Re: Shutter life expectancy: Don't worry unless you shoot time lapse w/ m-shutter.
nic22 wrote:
Hi everybody,
In the process of looking for a backup body, I've come across a fair-priced (170usd) GX7 with a 32k shutter count. ...
In my case:
EM10, 24k clicks
Short answer, 32K isn't that big IMO. I think the life expectancy is in the 100k ballpark (somewhere from 75k to 150k), but that's a guess. So it's about 1/3 it's expected life. Don't worry unless you're going to shoot time lapse with the m-shutter.
(At that time, 100k was an enthusiast's shutter count claim, 75k was more basic or older camera's shutter count, and I think the E-M1 (mark 1) and other pro level cameras were 150k. Nowadays, 200k is more the pro/enthusiastic level.)
Long answer:
Shutter life expectancy is an arbitrary number that manufactures come up with that means X% of the shutters will last that long. The percentage could be 95%, or 99% or 50%. Even if it's 99%, it still means 1% will fail before that point; aka not guaranteed to last that long. But it also doesn't mean that it won't go a lot over that number, either.

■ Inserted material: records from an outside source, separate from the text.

//! Repository abstractions for data access.
//!
//! Repositories provide a clean interface for database operations,
//! hiding the `SeaORM` implementation details from the rest of the application.

pub mod account;
pub mod journal;
pub mod ledger;

pub use account::{AccountError, AccountRepository, CreateAccountInput, UpdateAccountInput};
pub use journal::{JournalError, JournalRepository};
pub use ledger::{SeaOrmLedgerStore, store_error};
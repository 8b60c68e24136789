//! Reporting dates, date ranges, and the injected clock.
//!
//! Ranges use [`Bound`] on both ends so that "all history", "as of a date"
//! and "strictly before a date" are all expressible without sentinel dates.

use std::ops::{Bound, RangeBounds};

use chrono::{Datelike, NaiveDate, Utc};
use serde::{Deserialize, Serialize};

use crate::reports::ReportError;

/// Source of "today" for defaulted report dates.
pub trait Clock: Send + Sync {
    /// Current calendar date.
    fn today(&self) -> NaiveDate;
}

/// Clock backed by the system time (UTC).
#[derive(Debug, Clone, Copy, Default)]
pub struct SystemClock;

impl Clock for SystemClock {
    fn today(&self) -> NaiveDate {
        Utc::now().date_naive()
    }
}

/// Clock that always returns the same date.
#[derive(Debug, Clone, Copy)]
pub struct FixedClock(pub NaiveDate);

impl Clock for FixedClock {
    fn today(&self) -> NaiveDate {
        self.0
    }
}

/// Inclusive/exclusive date window over journal entry dates.
#[derive(Debug, Clone, Copy, PartialEq, Eq)]
pub struct DateRange {
    start: Bound<NaiveDate>,
    end: Bound<NaiveDate>,
}

impl DateRange {
    /// All history.
    #[must_use]
    pub const fn all() -> Self {
        Self {
            start: Bound::Unbounded,
            end: Bound::Unbounded,
        }
    }

    /// Everything up to and including `end`.
    #[must_use]
    pub const fn as_of(end: NaiveDate) -> Self {
        Self {
            start: Bound::Unbounded,
            end: Bound::Included(end),
        }
    }

    /// Everything strictly before `start`.
    #[must_use]
    pub const fn before(start: NaiveDate) -> Self {
        Self {
            start: Bound::Unbounded,
            end: Bound::Excluded(start),
        }
    }

    /// Both ends inclusive.
    ///
    /// # Errors
    ///
    /// Returns `InvalidDateRange` if `start` is after `end`.
    pub fn between(start: NaiveDate, end: NaiveDate) -> Result<Self, ReportError> {
        if start > end {
            return Err(ReportError::InvalidDateRange { start, end });
        }
        Ok(Self {
            start: Bound::Included(start),
            end: Bound::Included(end),
        })
    }

    /// Builds a range from optional inclusive ends.
    ///
    /// # Errors
    ///
    /// Returns `InvalidDateRange` if both ends are given and inverted.
    pub fn from_dates(
        start: Option<NaiveDate>,
        end: Option<NaiveDate>,
    ) -> Result<Self, ReportError> {
        match (start, end) {
            (Some(start), Some(end)) => Self::between(start, end),
            (Some(start), None) => Ok(Self {
                start: Bound::Included(start),
                end: Bound::Unbounded,
            }),
            (None, Some(end)) => Ok(Self::as_of(end)),
            (None, None) => Ok(Self::all()),
        }
    }

    /// Lower bound.
    #[must_use]
    pub const fn start(&self) -> Bound<NaiveDate> {
        self.start
    }

    /// Upper bound.
    #[must_use]
    pub const fn end(&self) -> Bound<NaiveDate> {
        self.end
    }

    /// First included date, if the range has a lower bound.
    #[must_use]
    pub fn start_date(&self) -> Option<NaiveDate> {
        match self.start {
            Bound::Included(date) => Some(date),
            Bound::Excluded(date) => date.succ_opt(),
            Bound::Unbounded => None,
        }
    }

    /// Last included date, if the range has an upper bound.
    #[must_use]
    pub fn end_date(&self) -> Option<NaiveDate> {
        match self.end {
            Bound::Included(date) => Some(date),
            Bound::Excluded(date) => date.pred_opt(),
            Bound::Unbounded => None,
        }
    }

    /// The range covering all history before this one starts.
    ///
    /// Returns `None` when this range has no lower bound, in which case
    /// there is nothing before it.
    #[must_use]
    pub const fn preceding(&self) -> Option<Self> {
        match self.start {
            Bound::Included(date) => Some(Self::before(date)),
            Bound::Excluded(date) => Some(Self::as_of(date)),
            Bound::Unbounded => None,
        }
    }

    /// Returns true if `date` falls inside the range.
    #[must_use]
    pub fn includes(&self, date: NaiveDate) -> bool {
        self.contains(&date)
    }
}

impl RangeBounds<NaiveDate> for DateRange {
    fn start_bound(&self) -> Bound<&NaiveDate> {
        self.start.as_ref()
    }

    fn end_bound(&self) -> Bound<&NaiveDate> {
        self.end.as_ref()
    }
}

/// A labelled reporting period used by comparative reports.
///
/// `start` is `None` for point-in-time statements (trial balance, balance sheet).
#[derive(Debug, Clone, PartialEq, Eq, Serialize, Deserialize)]
#[serde(rename_all = "camelCase")]
pub struct ReportPeriod {
    /// Column label.
    pub label: String,
    /// First day of the period (inclusive).
    pub start_date: Option<NaiveDate>,
    /// Last day of the period (inclusive).
    pub end_date: NaiveDate,
}

impl ReportPeriod {
    /// A point-in-time period ending at `end`.
    #[must_use]
    pub fn as_of(end: NaiveDate) -> Self {
        Self {
            label: end.to_string(),
            start_date: None,
            end_date: end,
        }
    }

    /// A bounded period, both ends inclusive.
    ///
    /// # Errors
    ///
    /// Returns `InvalidDateRange` if `start` is after `end`.
    pub fn between(start: NaiveDate, end: NaiveDate) -> Result<Self, ReportError> {
        DateRange::between(start, end)?;
        Ok(Self {
            label: format!("{start}..{end}"),
            start_date: Some(start),
            end_date: end,
        })
    }

    /// Parses `YYYY-MM-DD..YYYY-MM-DD` or a single `YYYY-MM-DD`.
    ///
    /// # Errors
    ///
    /// Returns `InvalidDate` or `InvalidDateRange` for malformed input.
    pub fn parse(input: &str) -> Result<Self, ReportError> {
        match input.split_once("..") {
            Some((start, end)) => Self::between(parse_iso_date(start)?, parse_iso_date(end)?),
            None => Ok(Self::as_of(parse_iso_date(input)?)),
        }
    }

    /// The date range this period covers.
    #[must_use]
    pub fn range(&self) -> DateRange {
        match self.start_date {
            Some(start) => DateRange {
                start: Bound::Included(start),
                end: Bound::Included(self.end_date),
            },
            None => DateRange::as_of(self.end_date),
        }
    }
}

/// Parses an ISO `YYYY-MM-DD` date.
///
/// # Errors
///
/// Returns `InvalidDate` if the string is not a valid calendar date.
pub fn parse_iso_date(input: &str) -> Result<NaiveDate, ReportError> {
    NaiveDate::parse_from_str(input.trim(), "%Y-%m-%d")
        .map_err(|_| ReportError::InvalidDate(input.to_string()))
}

/// Parses an optional ISO date; blank strings count as absent.
///
/// # Errors
///
/// Returns `InvalidDate` if a non-blank string is not a valid date.
pub fn parse_optional_date(input: Option<&str>) -> Result<Option<NaiveDate>, ReportError> {
    match input.map(str::trim) {
        None | Some("") => Ok(None),
        Some(value) => parse_iso_date(value).map(Some),
    }
}

/// Parses a comma-separated list of periods.
///
/// # Errors
///
/// Returns `NoPeriods` for an empty list, or the first parse error.
pub fn parse_period_list(input: &str) -> Result<Vec<ReportPeriod>, ReportError> {
    let periods = input
        .split(',')
        .map(str::trim)
        .filter(|part| !part.is_empty())
        .map(ReportPeriod::parse)
        .collect::<Result<Vec<_>, _>>()?;

    if periods.is_empty() {
        return Err(ReportError::NoPeriods);
    }
    Ok(periods)
}

/// Parses a comma-separated list of ISO dates.
///
/// # Errors
///
/// Returns `NoPeriods` for an empty list, or the first parse error.
pub fn parse_date_list(input: &str) -> Result<Vec<NaiveDate>, ReportError> {
    let dates = input
        .split(',')
        .map(str::trim)
        .filter(|part| !part.is_empty())
        .map(parse_iso_date)
        .collect::<Result<Vec<_>, _>>()?;

    if dates.is_empty() {
        return Err(ReportError::NoPeriods);
    }
    Ok(dates)
}

/// First day of the month containing `date`.
#[must_use]
pub fn first_day_of_month(date: NaiveDate) -> NaiveDate {
    date.with_day(1).unwrap_or(date)
}

#[cfg(test)]
mod tests {
    use super::*;
    use rstest::rstest;

    fn date(y: i32, m: u32, d: u32) -> NaiveDate {
        NaiveDate::from_ymd_opt(y, m, d).unwrap()
    }

    #[test]
    fn test_between_rejects_inverted_range() {
        let err = DateRange::between(date(2024, 2, 1), date(2024, 1, 31)).unwrap_err();
        assert!(matches!(err, ReportError::InvalidDateRange { .. }));
    }

    #[test]
    fn test_between_single_day_is_valid() {
        let range = DateRange::between(date(2024, 1, 10), date(2024, 1, 10)).unwrap();
        assert!(range.includes(date(2024, 1, 10)));
        assert!(!range.includes(date(2024, 1, 11)));
    }

    #[test]
    fn test_before_excludes_start() {
        let range = DateRange::before(date(2024, 1, 10));
        assert!(range.includes(date(2024, 1, 9)));
        assert!(!range.includes(date(2024, 1, 10)));
        assert_eq!(range.end_date(), Some(date(2024, 1, 9)));
    }

    #[test]
    fn test_preceding_of_bounded_range() {
        let range = DateRange::between(date(2024, 1, 1), date(2024, 1, 31)).unwrap();
        assert_eq!(range.preceding(), Some(DateRange::before(date(2024, 1, 1))));
        assert_eq!(DateRange::as_of(date(2024, 1, 31)).preceding(), None);
    }

    #[test]
    fn test_from_dates() {
        assert_eq!(DateRange::from_dates(None, None).unwrap(), DateRange::all());
        assert_eq!(
            DateRange::from_dates(None, Some(date(2024, 1, 31))).unwrap(),
            DateRange::as_of(date(2024, 1, 31))
        );
        let open_ended = DateRange::from_dates(Some(date(2024, 1, 1)), None).unwrap();
        assert!(open_ended.includes(date(2030, 1, 1)));
        assert!(!open_ended.includes(date(2023, 12, 31)));
    }

    #[rstest]
    #[case("2024-01-31", true)]
    #[case(" 2024-01-31 ", true)]
    #[case("2024-02-30", false)]
    #[case("31/01/2024", false)]
    #[case("", false)]
    fn test_parse_iso_date(#[case] input: &str, #[case] ok: bool) {
        assert_eq!(parse_iso_date(input).is_ok(), ok);
    }

    #[test]
    fn test_parse_optional_date() {
        assert_eq!(parse_optional_date(None).unwrap(), None);
        assert_eq!(parse_optional_date(Some("  ")).unwrap(), None);
        assert_eq!(
            parse_optional_date(Some("2024-01-31")).unwrap(),
            Some(date(2024, 1, 31))
        );
        assert!(matches!(
            parse_optional_date(Some("yesterday")),
            Err(ReportError::InvalidDate(_))
        ));
    }

    #[test]
    fn test_parse_period_list() {
        let periods = parse_period_list("2024-01-01..2024-01-31, 2024-02-29").unwrap();
        assert_eq!(periods.len(), 2);
        assert_eq!(periods[0].start_date, Some(date(2024, 1, 1)));
        assert_eq!(periods[0].label, "2024-01-01..2024-01-31");
        assert_eq!(periods[1].start_date, None);
        assert_eq!(periods[1].end_date, date(2024, 2, 29));

        assert!(matches!(parse_period_list(" , "), Err(ReportError::NoPeriods)));
        assert!(matches!(
            parse_period_list("2024-02-01..2024-01-01"),
            Err(ReportError::InvalidDateRange { .. })
        ));
    }

    #[test]
    fn test_parse_date_list() {
        assert_eq!(
            parse_date_list("2024-01-31,2024-02-29").unwrap(),
            vec![date(2024, 1, 31), date(2024, 2, 29)]
        );
        assert!(matches!(parse_date_list(""), Err(ReportError::NoPeriods)));
        assert!(matches!(
            parse_date_list("2024-01-31,2024-13-01"),
            Err(ReportError::InvalidDate(_))
        ));
    }

    #[rstest]
    #[case(date(2024, 2, 14), date(2024, 2, 1))]
    #[case(date(2024, 2, 1), date(2024, 2, 1))]
    #[case(date(2024, 12, 31), date(2024, 12, 1))]
    fn test_first_day_of_month(#[case] day: NaiveDate, #[case] first: NaiveDate) {
        assert_eq!(first_day_of_month(day), first);
    }

    #[test]
    fn test_fixed_clock() {
        assert_eq!(FixedClock(date(2024, 1, 31)).today(), date(2024, 1, 31));
    }
}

A couple points of reference: My GX7 has about 49k shutter count. My D5100 has about 150k shutter count. Both are still going fine. Nikon stated the D5100 has a life expectancy of 100k, so I'm one of the ~95% (or whatever % nikon used) that has already "out lived" its expected life. I shoot time lapses, so that's how I got so high shutter count on these cameras.
OTOH, my G9 lists only 2.3k (mechanical) shutter count, but I use the e-shutter a lot more on the G9 than I did with the GX7, and the D5100 is mechanical only. I took over 2000 images in one day last month, mostly e-shutter, so they aren't showing in the shutter count number.